Biotechnology is as old as the art of making bread for your toast or vinegar for your salad dressing. It also is as new as the four to five dozen companies formed over the past half decade to exploit the wonders of genetic engineering.

The awesome ability to rewrite an organism's genetic instructions - to give it capacities nature never intended - promises to become the spearhead of the revolution sweeping through biotechnology today.

The revolution is being driven as much by rising oil costs as by new prospects for directly rewriting the genetic ''programs'' of microbes. Many basic industrial chemicals that have been made from natural gas and oil now can, or soon will be, made more economically by microbes using wood cellulose, organic wastes, or other so-called ''biomass.''

''The major economic impact of genetic engineering will be even greater in the chemical and energy industries than in the health-care field,'' says Edward Lanphier of International Resource Development Inc. (IRD). This is in spite of the fact the microbes have already taken over much of the pharmaceutical industry over the past four decades. Antibiotics worth $4 billion to $5 billion have been produced worldwide so far. IRD has projected a $3 billion annual market by 1990 specifically for drugs produced by genetically redesigned organisms.

However, the multibillion-dollar market for microbe-made medicinals pales beside IRD's projection of trillions of dollars of savings and goods produced through more extensive applications of biotechnology in the chemical and energy industries. By allowing energy-intensive chemical reactions to take place at relatively low temperatures and pressures, biotechnology can cut industrial energy use significantly. It can aid secondary and tertiary recovery of some 200 billion barrels of domestic oil worth over $6 trillion by, for example, supplying xanthum gum to help push oil out of wells. By helping farmers become less dependent on oil-derived chemicals for fertilizers and pesticides, biotechnology can substantially benefit agriculture, IRD believes.
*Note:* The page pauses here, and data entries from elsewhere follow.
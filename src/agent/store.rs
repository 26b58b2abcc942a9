//! Key-value persistence for agent state.

use std::collections::HashMap;
use std::fs;
use std::io;
use std::path::{Path, PathBuf};
use std::sync::{Arc, Mutex};

use thiserror::Error;

/// Store errors.
#[derive(Error, Debug)]
pub enum StoreError {
    #[error("IO error: {0}")]
    Io(#[from] io::Error),
    #[error("Invalid key: {0:?}")]
    InvalidKey(String),
    #[error("Store unavailable: {0}")]
    Unavailable(String),
}

/// A string-to-string store that survives restarts.
pub trait KeyValueStore: Send + Sync {
    fn get(&self, key: &str) -> Result<Option<String>, StoreError>;
    fn put(&self, key: &str, value: &str) -> Result<(), StoreError>;
    fn remove(&self, key: &str) -> Result<(), StoreError>;
}

/// One `<key>.json` file per key inside a directory.
///
/// Writes go to a temporary file that is then renamed over the record, so a
/// reader never sees a half-written value.
#[derive(Debug, Clone)]
pub struct FileStore {
    dir: PathBuf,
}

impl FileStore {
    pub fn new(dir: impl Into<PathBuf>) -> Self {
        Self { dir: dir.into() }
    }

    pub fn dir(&self) -> &Path {
        &self.dir
    }

    fn path_for(&self, key: &str) -> Result<PathBuf, StoreError> {
        let valid = !key.is_empty()
            && key
                .chars()
                .all(|c| c.is_ascii_alphanumeric() || c == '-' || c == '_');
        if !valid {
            return Err(StoreError::InvalidKey(key.to_string()));
        }
        Ok(self.dir.join(format!("{}.json", key)))
    }
}

impl KeyValueStore for FileStore {
    fn get(&self, key: &str) -> Result<Option<String>, StoreError> {
        let path = self.path_for(key)?;
        match fs::read_to_string(&path) {
            Ok(content) => Ok(Some(content)),
            Err(e) if e.kind() == io::ErrorKind::NotFound => Ok(None),
            Err(e) => Err(e.into()),
        }
    }

    fn put(&self, key: &str, value: &str) -> Result<(), StoreError> {
        let path = self.path_for(key)?;
        fs::create_dir_all(&self.dir)?;

        let tmp = path.with_extension("json.tmp");
        fs::write(&tmp, value)?;
        fs::rename(&tmp, &path)?;
        Ok(())
    }

    fn remove(&self, key: &str) -> Result<(), StoreError> {
        let path = self.path_for(key)?;
        match fs::remove_file(&path) {
            Ok(()) => Ok(()),
            Err(e) if e.kind() == io::ErrorKind::NotFound => Ok(()),
            Err(e) => Err(e.into()),
        }
    }
}

/// In-process store; clones share the same map.
#[derive(Debug, Clone, Default)]
pub struct MemoryStore {
    entries: Arc<Mutex<HashMap<String, String>>>,
}

impl MemoryStore {
    pub fn new() -> Self {
        Self::default()
    }

    fn lock(&self) -> Result<std::sync::MutexGuard<'_, HashMap<String, String>>, StoreError> {
        self.entries
            .lock()
            .map_err(|_| StoreError::Unavailable("memory store lock poisoned".to_string()))
    }
}

impl KeyValueStore for MemoryStore {
    fn get(&self, key: &str) -> Result<Option<String>, StoreError> {
        Ok(self.lock()?.get(key).cloned())
    }

    fn put(&self, key: &str, value: &str) -> Result<(), StoreError> {
        self.lock()?.insert(key.to_string(), value.to_string());
        Ok(())
    }

    fn remove(&self, key: &str) -> Result<(), StoreError> {
        self.lock()?.remove(key);
        Ok(())
    }
}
Such an assessment is not mere hyperbole from promoters. Several recent reports from diverse sources also see biotechnology burgeoning. The congressional Office of Technology Assessment (OTA) in a detailed study released last April, concluded that ''the impact of this technology will cut across the entire spectrum of chemical groups. . . .'' It added, ''crude estimates of the expected economic impacts (including medicinals) are in the billions of dollars per year for dozens of chemicals within 20 years.''

Looking specifically at agriculture and related business, a study by the Policy Research Corporation and the Chicago Group foresees an annual market of $ 50 billion to $100 billion for products made by specially designed microbes by the end of the century.

Besides producing chemicals, biotechnologists also foresee new ways to control pollution. For example, Ananda M. Chakrabarty of the University of Illinois, who patented an oil-eating bacterium while working for the General Electric Company, now is developing bacteria that can eat toxic chemicals. ''In the future,'' he says, ''instead of banning chemicals . . . we'll be able to develop our own antidotes.''

Harking back to a technique believed used by the Romans, mining engineers anticipate using microbes more extensively to recover valuable metals from poor ores. Already, bacteria of the genus Thiobacillus are used commercially to win copper and uranium from low-grade ores. By breeding or genetically designing bacteria to be more resistant to heat and acids and more tolerant of metal poisoning, it may be possible to expand their role as miners.
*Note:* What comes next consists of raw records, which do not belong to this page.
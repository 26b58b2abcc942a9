//! ADB (Android Debug Bridge) backend for the device and UI tree traits.

mod connection;
mod device;
pub mod input;

pub use connection::{AdbConnection, CommandOutput, ConnectionType, DeviceInfo};
pub use device::AdbDevice;
//! Configuration module for the agent: messages, keyword tables and prompts.

mod i18n;
pub mod markers;
mod prompts;

pub use i18n::{get_messages, Messages};
pub use markers::SEARCH_MARKERS;
pub use prompts::{get_system_prompt, SYSTEM_PROMPT_AR, SYSTEM_PROMPT_EN};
Such is the vision of the biotechnical revolution. However, genetic engineering has raised questions of ethical and social responsibility since it first gained public notice in the early 1970s.

Put in its simplest terms, these techniques allow biologists both to read the genetic instructions that control the development and nature of a specific organism and, to some extent, alter those instructions. For example, the appropriate genes from one species of organism that produces a certain chemical (biologists would say the genes ''code'' for the chemical) can be given to a bacterium, typically Escherichia coli, which then can produce the chemical in appreciable quantity. In this way, bacteria have been enabled to make such natural human biochemicals as insulin or a growth hormone, using the actual human genetic instructions. The insulin gene, which is fairly short, was synthesized and then given to the bacterium. In the case of the growth hormone, the human gene itself was copied directly and inserted.
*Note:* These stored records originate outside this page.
//! Persisted settings for the phone-pilot CLI.
//! Stored in the platform-specific config directory via `directories::ProjectDirs`.

use serde::{Deserialize, Serialize};
use std::fs;
use std::path::PathBuf;
use std::str::FromStr;
use std::time::Duration;
use thiserror::Error;

use crate::actions::ExecutorConfig;
use crate::agent::AgentConfig;
use crate::model::ModelConfig;

/// Settings errors.
#[derive(Error, Debug)]
pub enum SettingsError {
    #[error("Cannot determine config directory")]
    NoConfigDir,
    #[error("IO error: {0}")]
    Io(#[from] std::io::Error),
    #[error("Failed to serialize settings: {0}")]
    Serialize(#[from] serde_json::Error),
}

/// Which decision engine drives the agent.
#[derive(Debug, Clone, Copy, PartialEq, Eq, Serialize, Deserialize)]
#[serde(rename_all = "snake_case")]
pub enum EngineKind {
    /// Keyword rules, no network.
    Rules,
    /// OpenAI-compatible chat model.
    Model,
}

impl FromStr for EngineKind {
    type Err = String;

    fn from_str(s: &str) -> Result<Self, Self::Err> {
        match s.trim().to_lowercase().as_str() {
            "rules" | "rule" => Ok(Self::Rules),
            "model" | "llm" => Ok(Self::Model),
            other => Err(format!("Unknown engine: {}", other)),
        }
    }
}

/// Application settings that can be saved and loaded.
#[derive(Debug, Clone, Serialize, Deserialize)]
#[serde(default)]
pub struct AppSettings {
    /// Model API base URL
    pub base_url: String,
    /// Model API key
    pub api_key: String,
    /// Model name
    pub model_name: String,
    /// Maximum retries for model requests
    pub max_retries: u32,
    /// Retry delay in seconds
    pub retry_delay: u64,
    /// ADB device ID (optional)
    pub device_id: String,
    /// ADB binary
    pub adb_path: String,
    /// Language code ("en" or "ar")
    pub lang: String,
    /// Decision engine
    pub engine: EngineKind,
    /// Maximum steps per task
    pub max_steps: usize,
    /// Maximum task duration in seconds, 0 for unlimited
    pub max_duration_secs: u64,
    /// Delay before each step in milliseconds
    pub step_delay_ms: u64,
    /// Loop detection window, 0 to disable
    pub loop_window: usize,
    /// Delay between focusing an input and typing, in milliseconds
    pub focus_delay_ms: u64,
    /// Task store directory; empty for the platform data directory
    pub store_dir: String,
}

impl Default for AppSettings {
    fn default() -> Self {
        let agent = AgentConfig::default();
        let model = ModelConfig::default();
        Self {
            base_url: model.base_url,
            api_key: model.api_key,
            model_name: model.model_name,
            max_retries: model.max_retries,
            retry_delay: model.retry_delay_secs,
            device_id: String::new(),
            adb_path: "adb".to_string(),
            lang: agent.lang,
            engine: EngineKind::Rules,
            max_steps: agent.max_steps,
            max_duration_secs: 0,
            step_delay_ms: agent.step_delay.as_millis() as u64,
            loop_window: agent.loop_window,
            focus_delay_ms: ExecutorConfig::default().focus_delay.as_millis() as u64,
            store_dir: String::new(),
        }
    }
}

impl AppSettings {
    fn project_dirs() -> Option<directories::ProjectDirs> {
        directories::ProjectDirs::from("com", "moderras", "phone-pilot")
    }

    /// Get the config directory path.
    pub fn config_dir() -> Option<PathBuf> {
        Self::project_dirs().map(|dirs| dirs.config_dir().to_path_buf())
    }

    /// Get the settings file path.
    pub fn settings_path() -> Option<PathBuf> {
        Self::config_dir().map(|dir| dir.join("settings.json"))
    }

    /// Load settings from the config file, falling back to defaults.
    pub fn load() -> Self {
        let loaded: Self = Self::settings_path()
            .and_then(|path| fs::read_to_string(path).ok())
            .and_then(|content| serde_json::from_str(&content).ok())
            .unwrap_or_default();
        loaded.backfilled()
    }

    /// Fill empty fields left by older config files.
    fn backfilled(mut self) -> Self {
        let defaults = Self::default();
        if self.base_url.is_empty() {
            self.base_url = defaults.base_url;
        }
        if self.model_name.is_empty() {
            self.model_name = defaults.model_name;
        }
        if self.adb_path.is_empty() {
            self.adb_path = defaults.adb_path;
        }
        if self.lang.is_empty() {
            self.lang = defaults.lang;
        }
        if self.max_steps == 0 {
            self.max_steps = defaults.max_steps;
        }
        self
    }

    /// Save settings to the config file.
    pub fn save(&self) -> Result<(), SettingsError> {
        let dir = Self::config_dir().ok_or(SettingsError::NoConfigDir)?;
        fs::create_dir_all(&dir)?;

        let content = serde_json::to_string_pretty(self)?;
        fs::write(dir.join("settings.json"), content)?;
        Ok(())
    }

    /// Override fields from environment variables.
    pub fn apply_env(&mut self) {
        self.apply_vars(|key| std::env::var(key).ok());
    }

    fn apply_vars(&mut self, var: impl Fn(&str) -> Option<String>) {
        let set = |target: &mut String, key: &str| {
            if let Some(value) = var(key).filter(|v| !v.trim().is_empty()) {
                *target = value;
            }
        };
        set(&mut self.device_id, "ADB_DEVICE_ID");
        set(&mut self.adb_path, "ADB_PATH");
        set(&mut self.lang, "AGENT_LANG");
        set(&mut self.base_url, "MODEL_BASE_URL");
        set(&mut self.api_key, "MODEL_API_KEY");
        set(&mut self.model_name, "MODEL_NAME");

        if let Some(engine) = var("AGENT_ENGINE") {
            match engine.parse() {
                Ok(kind) => self.engine = kind,
                Err(e) => tracing::warn!("Ignoring AGENT_ENGINE: {}", e),
            }
        }
        if let Some(delay) = var("AGENT_STEP_DELAY_MS").and_then(|v| v.trim().parse().ok()) {
            self.step_delay_ms = delay;
        }
        if let Some(steps) = var("AGENT_MAX_STEPS").and_then(|v| v.trim().parse().ok()) {
            self.max_steps = steps;
        }
    }

    pub fn to_agent_config(&self) -> AgentConfig {
        let config = AgentConfig::default()
            .with_step_delay(Duration::from_millis(self.step_delay_ms))
            .with_max_steps(self.max_steps)
            .with_loop_window(self.loop_window)
            .with_lang(self.lang.clone());
        if self.max_duration_secs > 0 {
            config.with_max_duration(Duration::from_secs(self.max_duration_secs))
        } else {
            config
        }
    }

    pub fn to_model_config(&self) -> ModelConfig {
        ModelConfig::default()
            .with_base_url(self.base_url.clone())
            .with_api_key(self.api_key.clone())
            .with_model_name(self.model_name.clone())
            .with_max_retries(self.max_retries)
            .with_retry_delay(self.retry_delay)
    }

    pub fn to_executor_config(&self) -> ExecutorConfig {
        ExecutorConfig::default().with_focus_delay(Duration::from_millis(self.focus_delay_ms))
    }

    /// Directory for persisted tasks.
    pub fn task_store_dir(&self) -> Option<PathBuf> {
        if !self.store_dir.is_empty() {
            return Some(PathBuf::from(&self.store_dir));
        }
        Self::project_dirs().map(|dirs| dirs.data_dir().join("tasks"))
    }
}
The developing ability to transfer genes between different biological species , genera, and even kingdoms - across the vast biological distance between human beings and bacteria - raised concern in the mid-1970s that biologists might be tempted to ''play God'' and repopulate Earth with their own creations. Formidable technical obstacles, including lack of much fundamental biological knowledge, bar such hubris. There is a world of difference between reprogramming E. coli to make certain biochemicals and redesigning the human race.

As this has been more widely realized, the concern about tinkering with earthly life has moved into the background, although it has not faded away. It remains as a backdrop to the biotechnical revolution. As the OTA noted last spring: ''Genetics - and other areas of the biological sciences - have in common a much closer relationship to certain ethical questions than do most advances in the physical sciences and engineering. The increasing control over the characteristics of organisms and the potential for altering inheritance in a directed fashion raise again questions about the relationship of humans to each other and to other living things.''

Concern about public safety has been more persistent. Again in the mid-1970s, biologists worried that they might create novel microbes that were dangerous life and that might escape from the lab. They urged strict volunteer guidelines to ensure nothing dangerous was let loose. In 1976, they were formulated as the National Institute of Health (NIH) guidelines, which became binding on federal agencies and grantees but remained voluntary for others. Some communities, such as Cambridge, Mass., asserted their own authority to control DNA work within their jurisdictions. Safety committees were also established at universities to supervise recombinant DNA research.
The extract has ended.